_WORK INSTRUCTION_.
Every entry below is to be copied exactly as written.

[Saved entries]

-*-*-

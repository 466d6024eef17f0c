//! Research portfolio: compiled-in content, page composition, and HTML rendering.
//!
//! The HTTP surface lives in the `portfolio-site` service; everything that decides
//! what a page contains and how it reveals itself lives here so it can be tested
//! without a browser.

pub mod assets;
pub mod config;
pub mod content;
pub mod error;
pub mod filter;
pub mod page;
pub mod reveal;
pub mod telemetry;
pub mod widgets;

-*-*-

_ANSWER SPACE_.
repository 466d6024eef17f0c
//! Research portfolio: compiled-in content, page composition, and HTML rendering.
//!
//! The HTTP surface lives in the `portfolio-site` service; everything that decides
//! what a page contains and how it reveals itself lives here so it can be tested
//! without a browser.

pub mod assets;
pub mod config;
pub mod content;
pub mod error;
pub mod filter;
pub mod page;
pub mod reveal;
pub mod telemetry;
pub mod widgets;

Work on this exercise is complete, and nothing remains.